The dependency-lightest backend: zero optional peer — it talks to the Transit HTTP API with node: fetch only. wrap POSTs the data key as standard base64 to /v1/transit/encrypt/{keyName} and returns the vault:v1:… ciphertext verbatim; unwrap POSTs it to /v1/transit/decrypt/{keyName} and standard-base64-decodes data.plaintext back to the data key. The transit key must be non-derived so a fixed plaintext round-trips without a context.

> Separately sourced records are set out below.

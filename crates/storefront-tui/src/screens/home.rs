//! Home screen — category list; Enter opens a search seeded with the category.

use color_eyre::eyre::Result;
use crossterm::event::{KeyCode, KeyEvent};
use ratatui::Frame;
use ratatui::layout::{Constraint, Layout, Rect};
use ratatui::text::{Line, Span};
use ratatui::widgets::{Block, BorderType, Borders, Cell, Paragraph, Row, Table, TableState};
use tokio::sync::mpsc::UnboundedSender;
use tracing::debug;

use storefront_core::{CategoryDataSource, CategoryState, category_route};

use crate::action::Action;
use crate::component::Component;
use crate::data_bridge;
use crate::theme;

const SKELETON_ROWS: usize = 6;

pub struct HomeScreen<S> {
    source: S,
    focused: bool,
    state: CategoryState,
    table_state: TableState,
    throbber_state: throbber_widgets_tui::ThrobberState,
    action_tx: Option<UnboundedSender<Action>>,
}

impl<S: CategoryDataSource + Clone> HomeScreen<S> {
    pub fn new(source: S) -> Self {
        Self {
            source,
            focused: false,
            state: CategoryState::default(),
            table_state: TableState::default(),
            throbber_state: throbber_widgets_tui::ThrobberState::default(),
            action_tx: None,
        }
    }

    fn spawn_load(&mut self) {
        let Some(tx) = self.action_tx.clone() else {
            return;
        };
        self.state = CategoryState::default();
        tokio::spawn(data_bridge::load_categories(self.source.clone(), tx));
    }

    fn move_selection(&mut self, delta: isize) {
        let len = self.state.categories.len();
        if len == 0 {
            return;
        }
        let current = self.table_state.selected().unwrap_or(0);
        let next = current.saturating_add_signed(delta).min(len - 1);
        self.table_state.select(Some(next));
    }

    fn render_skeleton(&self, frame: &mut Frame, area: Rect) {
        let layout = Layout::vertical([
            Constraint::Length(1),
            Constraint::Length(1),
            Constraint::Min(0),
        ])
        .split(area);

        if let Some(ref error) = self.state.error {
            let line = Line::from(vec![
                Span::styled(format!(" Couldn't load categories: {error}  "), theme::alert()),
                Span::styled("r", theme::hint_key()),
                Span::styled(" retry", theme::hint()),
            ]);
            frame.render_widget(Paragraph::new(line), layout[0]);
        } else {
            let throbber = theme::throbber(" Loading categories...");
            frame.render_stateful_widget(throbber, layout[0], &mut self.throbber_state.clone());
        }

        let bars: Vec<Line> = (0..SKELETON_ROWS)
            .map(|i| {
                let width = 18 + (i * 7) % 13;
                Line::from(Span::styled(format!(" {}", "▆".repeat(width)), theme::placeholder()))
            })
            .collect();
        frame.render_widget(Paragraph::new(bars), layout[2]);
    }

    fn render_table(&self, frame: &mut Frame, area: Rect) {
        if self.state.categories.is_empty() {
            frame.render_widget(
                Paragraph::new(Span::styled(" No categories yet.", theme::hint())),
                area,
            );
            return;
        }

        let header = Row::new(vec![Cell::from("Category"), Cell::from("Search as")])
            .style(theme::column_header());
        let rows = self.state.categories.iter().map(|c| {
            let route = category_route(c).category.unwrap_or_default();
            Row::new(vec![Cell::from(c.name.clone()), Cell::from(route)]).style(theme::row())
        });
        let widths = [Constraint::Percentage(60), Constraint::Percentage(40)];
        let table = Table::new(rows, widths)
            .header(header)
            .row_highlight_style(theme::row_selected())
            .highlight_symbol("▸ ");

        let mut state = self.table_state;
        frame.render_stateful_widget(table, area, &mut state);
    }
}

impl<S: CategoryDataSource + Clone> Component for HomeScreen<S> {
    fn init(&mut self, action_tx: UnboundedSender<Action>) -> Result<()> {
        self.action_tx = Some(action_tx);
        self.spawn_load();
        Ok(())
    }

    fn handle_key_event(&mut self, key: KeyEvent) -> Result<Option<Action>> {
        let action = match key.code {
            KeyCode::Char('j') | KeyCode::Down => {
                self.move_selection(1);
                None
            }
            KeyCode::Char('k') | KeyCode::Up => {
                self.move_selection(-1);
                None
            }
            KeyCode::Char('g') | KeyCode::Home => {
                self.move_selection(isize::MIN);
                None
            }
            KeyCode::Char('G') | KeyCode::End => {
                self.move_selection(isize::MAX);
                None
            }
            KeyCode::Char('r') => Some(Action::ReloadCategories),
            KeyCode::Enter if !self.state.show_skeleton() => self
                .table_state
                .selected()
                .and_then(|i| self.state.categories.get(i))
                .map(|c| Action::OpenSearch(category_route(c))),
            _ => None,
        };
        Ok(action)
    }

    fn update(&mut self, action: &Action) -> Result<Option<Action>> {
        match action {
            Action::CategoriesLoaded(state) => {
                debug!(categories = state.categories.len(), "home: categories updated");
                self.state = state.clone();
                let selected = (!self.state.categories.is_empty()).then_some(0);
                self.table_state.select(selected);
            }
            Action::ReloadCategories => self.spawn_load(),
            Action::Tick if self.state.loading => self.throbber_state.calc_next(),
            _ => {}
        }
        Ok(None)
    }

    fn render(&self, frame: &mut Frame, area: Rect) {
        let border = theme::frame(self.focused);
        let block = Block::default()
            .title(" Categories ")
            .title_style(theme::heading())
            .borders(Borders::ALL)
            .border_type(BorderType::Rounded)
            .border_style(border);
        let inner = block.inner(area);
        frame.render_widget(block, area);

        if self.state.show_skeleton() {
            self.render_skeleton(frame, inner);
        } else {
            self.render_table(frame, inner);
        }
    }

    fn set_focused(&mut self, focused: bool) {
        self.focused = focused;
    }

    fn key_hints(&self) -> &'static [(&'static str, &'static str)] {
        &[("j/k", "move"), ("Enter", "search"), ("r", "reload")]
    }
}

The Vault egress is SSRF-hardened: every request parses address, requires https (loopback-http carve-out documented), runs a post-DNS lookupisBlockedAddress re-check (refusing private/loopback/link-local/metadata ranges incl. 169.254.169.254), and uses redirect: "error" + a bounded response body + a fetch timeout — defending against an operator VAULT_ADDR that rebinds to cloud metadata. isBlockedAddress is a satellite-local copy (a key-custody package must not depend on the auth package); inject fetchImpl/lookupImpl in tests.

Usage

import { createRuntime } from "haechi/runtime";
import { createKmsCryptoProvider, createInMemoryKms } from "haechi-crypto-kms";

const cryptoProvider = createKmsCryptoProvider({ kms: createInMemoryKms() });
const runtime = createRuntime({ keys: { provider: "external" }, /* ... */ }, { cryptoProvider });

Self-test

import { assertCryptoProviderConformance } from "haechi/crypto";
await assertCryptoProviderConformance(cryptoProvider); // throws on any contract violation

This satellite is not a production key provider on its own; createInMemoryKms holds a process-local master key. Use a real KMS client for custody.